Adam Mastroianni was always bothered by anecdotal claims that people are becoming less kind, respectful and trustworthy over time. So he took a deep dive into such claims: he wrote a PhD dissertation.
Now Mastroianni and a collaborator have drawn on decades’ worth of survey results and other data to find that people around the world have perceived a general moral decline for at least the past 70 years1. But the data also show that individuals’ evaluation of their contemporaries’ morality has remained largely unchanged during that time. Mastroianni, a psychologist at Columbia University in New York City, and his co-author Daniel Gilbert, a psychologist at Harvard University in Cambridge, Massachusetts, conclude that the perception of moral decline is an illusion.
The findings were published in Nature on 7 June.
Not so nice
To examine the common idea that morality is waning, Mastroianni and Gilbert analysed US surveys about moral values conducted between 1949 and 2019. In response to around 84% of the survey questions, most participants reported that morality had declined. Similar results were seen in surveys done in 59 other countries.
The authors also conducted their own series of surveys in 2020 and found that US participants said that people were less “kind, honest, nice and good” than they had been in times past, such as the year the participant was born. The perception of moral decline was shared by people of various political ideologies, races, genders, ages and educational levels.
The appetite for right
The researchers also examined surveys that asked people to report on the current state of their own morality and that of their contemporaries. The authors chose surveys that had been administered at least twice, with a minimal interval of ten years, so that answers could be compared across time. These included questions such as “How would you rate the overall state of moral values in this country today?”
If morality had actually declined over time, people would be expected to rate their peers more negatively than had those who took the same survey earlier. But the data revealed that participants’ assessments of their contemporaries’ morality have not changed over time. For Mastroianni, this means that the perception of moral decline is erroneous or that “it’s at least very difficult to find any evidence that this moral decline has happened”.
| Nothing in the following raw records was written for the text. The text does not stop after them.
//! XID error scanning (from dmesg)
//!
//! The driver logs XID errors to the kernel ring buffer as
//! `NVRM: Xid (PCI:0000:3b:00): 79, pid=..., ...`. The scanner keeps a
//! per-device cursor so each logged XID is reported once.

use std::collections::HashMap;
use std::process::Command;

use once_cell::sync::Lazy;
use regex::Regex;
use tracing::{debug, trace};

static XID_PATTERN: Lazy<Regex> = Lazy::new(|| {
    Regex::new(r"NVRM: Xid \(PCI:([^)]+)\): (\d+),").expect("XID pattern is valid")
});

/// Reduce a PCI address to `bus:device`, lowercase.
///
/// Accepts both the NVML form (`00000000:3B:00.0`) and the kernel log
/// form (`0000:3b:00`).
pub fn normalize_bus_id(bus_id: &str) -> String {
    let lower = bus_id.trim().to_ascii_lowercase();
    let mut parts = lower.rsplit(':');
    let device = parts.next().unwrap_or_default();
    let device = device.split('.').next().unwrap_or_default();
    match parts.next() {
        Some(bus) => format!("{}:{}", bus, device),
        None => device.to_string(),
    }
}

/// Parse `(bus id, xid)` pairs in log order
pub fn parse_xids(log: &str) -> Vec<(String, u32)> {
    XID_PATTERN
        .captures_iter(log)
        .filter_map(|cap| {
            let code = cap[2].parse::<u32>().ok()?;
            Some((normalize_bus_id(&cap[1]), code))
        })
        .collect()
}

/// Incremental XID reader over successive kernel log snapshots
#[derive(Debug)]
pub struct XidScanner {
    /// gpu id by normalized bus id
    devices: HashMap<String, u32>,
    /// XIDs already seen per bus id
    seen: HashMap<String, usize>,
    primed: bool,
}

impl XidScanner {
    /// `devices` maps device ids to their PCI bus id
    pub fn new<I, S>(devices: I) -> Self
    where
        I: IntoIterator<Item = (u32, S)>,
        S: AsRef<str>,
    {
        Self {
            devices: devices
                .into_iter()
                .map(|(gpu_id, bus)| (normalize_bus_id(bus.as_ref()), gpu_id))
                .collect(),
            seen: HashMap::new(),
            primed: false,
        }
    }

    /// New XIDs per device since the previous snapshot.
    ///
    /// The first snapshot only sets the baseline. Entries for unknown bus
    /// ids are ignored.
    pub fn scan(&mut self, log: &str) -> HashMap<u32, Vec<u32>> {
        let mut per_bus: HashMap<String, Vec<u32>> = HashMap::new();
        for (bus, code) in parse_xids(log) {
            per_bus.entry(bus).or_default().push(code);
        }

        let mut fresh: HashMap<u32, Vec<u32>> = HashMap::new();
        for (bus, codes) in per_bus {
            // ring buffer wrapped or was cleared
            let seen = self.seen.get(&bus).copied().unwrap_or(0).min(codes.len());
            self.seen.insert(bus.clone(), codes.len());

            if !self.primed {
                continue;
            }
            if let Some(&gpu_id) = self.devices.get(&bus) {
                if codes.len() > seen {
                    fresh.entry(gpu_id).or_default().extend(&codes[seen..]);
                }
            } else {
                trace!(bus = %bus, "XID for a device outside the group");
            }
        }

        self.primed = true;
        fresh
    }
}

/// Read the kernel ring buffer; `None` if dmesg is unavailable
pub fn read_kernel_log() -> Option<String> {
    match Command::new("dmesg").output() {
        Ok(output) if output.status.success() => {
            Some(String::from_utf8_lossy(&output.stdout).into_owned())
        }
        Ok(_) => {
            debug!("dmesg command failed, skipping XID scan");
            None
        }
        Err(e) => {
            debug!(error = %e, "dmesg unavailable, skipping XID scan");
            None
        }
    }
}
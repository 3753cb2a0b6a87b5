//! Policy conditions, thresholds and violation events

mod condition;
mod threshold;

pub use condition::*;
pub use threshold::{
    PolicyParams, ThresholdConfig, DEFAULT_MAX_RETIRED_PAGES, DEFAULT_POWER_WATTS,
    DEFAULT_THERMAL_CELSIUS,
};
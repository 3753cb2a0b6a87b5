//! Threshold evaluation
//!
//! Turns periodic device samples into raw violation payloads. Limits are
//! edge-triggered: a device reports once when it crosses a limit and again
//! only after dropping back below it. Error counters report on every
//! increase after the first observation.

use std::collections::HashMap;

use gpolicy_core::native::{PolicyCallbackResponse, PolicyRequest, RawPolicyValue};
use gpolicy_core::policy::{ConditionMask, DbeLocation, PolicyCondition};

/// One reading of a device. `None` means the query is unsupported or failed.
#[derive(Debug, Clone, Default, PartialEq, Eq)]
pub struct DeviceSample {
    /// GPU temperature in Celsius
    pub temperature_c: Option<u32>,
    /// Power draw in Watts
    pub power_w: Option<u32>,
    /// PCIe replay counter
    pub pcie_replay: Option<u64>,
    /// Retired pages as (single-bit, double-bit)
    pub retired_pages: Option<(u32, u32)>,
    /// Volatile uncorrected ECC error count
    pub dbe_errors: Option<u64>,
    /// XID codes logged since the previous sample
    pub xids: Vec<u32>,
}

/// Limits extracted from a set-policy request
#[derive(Debug, Clone, Copy, PartialEq, Eq)]
pub struct Thresholds {
    pub condition: ConditionMask,
    pub max_retired_pages: u32,
    pub thermal_celsius: u32,
    pub power_watts: u32,
}

impl Thresholds {
    pub fn from_request(request: &PolicyRequest) -> Self {
        let limit = |condition: PolicyCondition| {
            request.params[condition.param_index()]
                .map(|p| p.value)
                .unwrap_or(u32::MAX)
        };

        Self {
            condition: request.condition,
            max_retired_pages: limit(PolicyCondition::MaxRetiredPages),
            thermal_celsius: limit(PolicyCondition::Thermal),
            power_watts: limit(PolicyCondition::Power),
        }
    }

    fn watches(&self, condition: PolicyCondition) -> bool {
        self.condition.contains(condition)
    }
}

#[derive(Debug, Default)]
struct DeviceState {
    thermal_over: bool,
    power_over: bool,
    pages_over: bool,
    pcie_replay: Option<u64>,
    dbe_errors: Option<u64>,
}

/// Per-registration evaluator, keyed by device id
#[derive(Debug)]
pub struct ThresholdEvaluator {
    thresholds: Thresholds,
    devices: HashMap<u32, DeviceState>,
}

impl ThresholdEvaluator {
    pub fn new(thresholds: Thresholds) -> Self {
        Self {
            thresholds,
            devices: HashMap::new(),
        }
    }

    pub fn thresholds(&self) -> &Thresholds {
        &self.thresholds
    }

    /// Compare a sample against the limits, in canonical condition order
    pub fn evaluate(
        &mut self,
        gpu_id: u32,
        sample: &DeviceSample,
        timestamp_us: i64,
    ) -> Vec<PolicyCallbackResponse> {
        let t = self.thresholds;
        let state = self.devices.entry(gpu_id).or_default();
        let mut out = Vec::new();

        if t.watches(PolicyCondition::DoubleBitEcc) {
            if let Some(delta) = counter_delta(&mut state.dbe_errors, sample.dbe_errors) {
                out.push(RawPolicyValue::Dbe {
                    timestamp_us,
                    location: DbeLocation::Device as u32,
                    num_errors: saturate(delta),
                    gpu_id,
                });
            }
        }

        if t.watches(PolicyCondition::Pcie) {
            if let Some(total) = sample.pcie_replay {
                if counter_delta(&mut state.pcie_replay, Some(total)).is_some() {
                    out.push(RawPolicyValue::Pci {
                        timestamp_us,
                        counter: saturate(total),
                        gpu_id,
                    });
                }
            }
        }

        if t.watches(PolicyCondition::MaxRetiredPages) {
            if let Some((sbe_pages, dbe_pages)) = sample.retired_pages {
                let total = sbe_pages.saturating_add(dbe_pages);
                if rising_edge(&mut state.pages_over, total >= t.max_retired_pages) {
                    out.push(RawPolicyValue::RetiredPages {
                        timestamp_us,
                        sbe_pages,
                        dbe_pages,
                        gpu_id,
                    });
                }
            }
        }

        if t.watches(PolicyCondition::Thermal) {
            if let Some(temp) = sample.temperature_c {
                if rising_edge(&mut state.thermal_over, temp >= t.thermal_celsius) {
                    out.push(RawPolicyValue::Thermal {
                        timestamp_us,
                        thermal_violation: temp,
                        gpu_id,
                    });
                }
            }
        }

        if t.watches(PolicyCondition::Power) {
            if let Some(watts) = sample.power_w {
                if rising_edge(&mut state.power_over, watts >= t.power_watts) {
                    out.push(RawPolicyValue::Power {
                        timestamp_us,
                        power_violation: watts,
                        gpu_id,
                    });
                }
            }
        }

        if t.watches(PolicyCondition::Xid) {
            out.extend(sample.xids.iter().map(|&err_num| RawPolicyValue::Xid {
                timestamp_us,
                err_num,
                gpu_id,
            }));
        }

        out.into_iter()
            .map(|value| PolicyCallbackResponse {
                condition: condition_of(&value).bit(),
                value,
            })
            .collect()
    }
}

fn condition_of(value: &RawPolicyValue) -> PolicyCondition {
    match value {
        RawPolicyValue::Dbe { .. } => PolicyCondition::DoubleBitEcc,
        RawPolicyValue::Pci { .. } => PolicyCondition::Pcie,
        RawPolicyValue::RetiredPages { .. } => PolicyCondition::MaxRetiredPages,
        RawPolicyValue::Thermal { .. } => PolicyCondition::Thermal,
        RawPolicyValue::Power { .. } => PolicyCondition::Power,
        RawPolicyValue::Xid { .. } => PolicyCondition::Xid,
    }
}

/// True only on the transition into `over`
fn rising_edge(was_over: &mut bool, over: bool) -> bool {
    let fired = over && !*was_over;
    *was_over = over;
    fired
}

/// Increase since the last reading; the first reading is the baseline
fn counter_delta(last: &mut Option<u64>, current: Option<u64>) -> Option<u64> {
    let current = current?;
    let previous = last.replace(current)?;
    (current > previous).then(|| current - previous)
}

fn saturate(value: u64) -> u32 {
    u32::try_from(value).unwrap_or(u32::MAX)
}
//! GPolicy NVML backend
//!
//! Production [`gpolicy_core::PolicyBackend`] built on NVML. Groups and
//! policies live in process; a watcher thread per registration samples the
//! group's devices and delivers violations through the registered callback.

pub mod backend;
pub mod sampler;
pub mod xid;

pub use backend::{NvmlBackend, DEFAULT_POLL_INTERVAL};
pub use sampler::{DeviceSample, ThresholdEvaluator, Thresholds};
pub use xid::XidScanner;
Melissa Wheeler, an ethics researcher at Swinburne University of Technology in Melbourne, Australia, praised the robustness of the data, noting that it included “responses from millions of archival data points over decades” and a series of well-powered experiments that confirm the findings.
Widespread pessimism
The fact that US residents of all types perceived declining morality surprised psychologist Liane Young, head of the Morality Lab at Boston College in Massachusetts, who was not involved with the study. “That pessimism about human nature is pretty common when people are making judgements about those who are not on their side, on their team. What’s interesting is that this bias seems to be more pervasive and doesn’t seem to be rooted in intergroup bias.”
So why do people think there is this decay? The authors speculate that it has to do with factors such as biased memory; negative memories tend to fade faster than positive ones.
Mastroianni says that the illusion of moral decline might have important societal and even political consequences. For example, a 2015 survey2 cited in his paper found that 76% of people in the United States agreed that “‘addressing the moral breakdown of the country’ should be a high priority for their government” — a view that could affect voting choices.
“The challenge”, Wheeler points out, “will be in getting people to accept that they hold this illusion, which is so prominent and widely held.”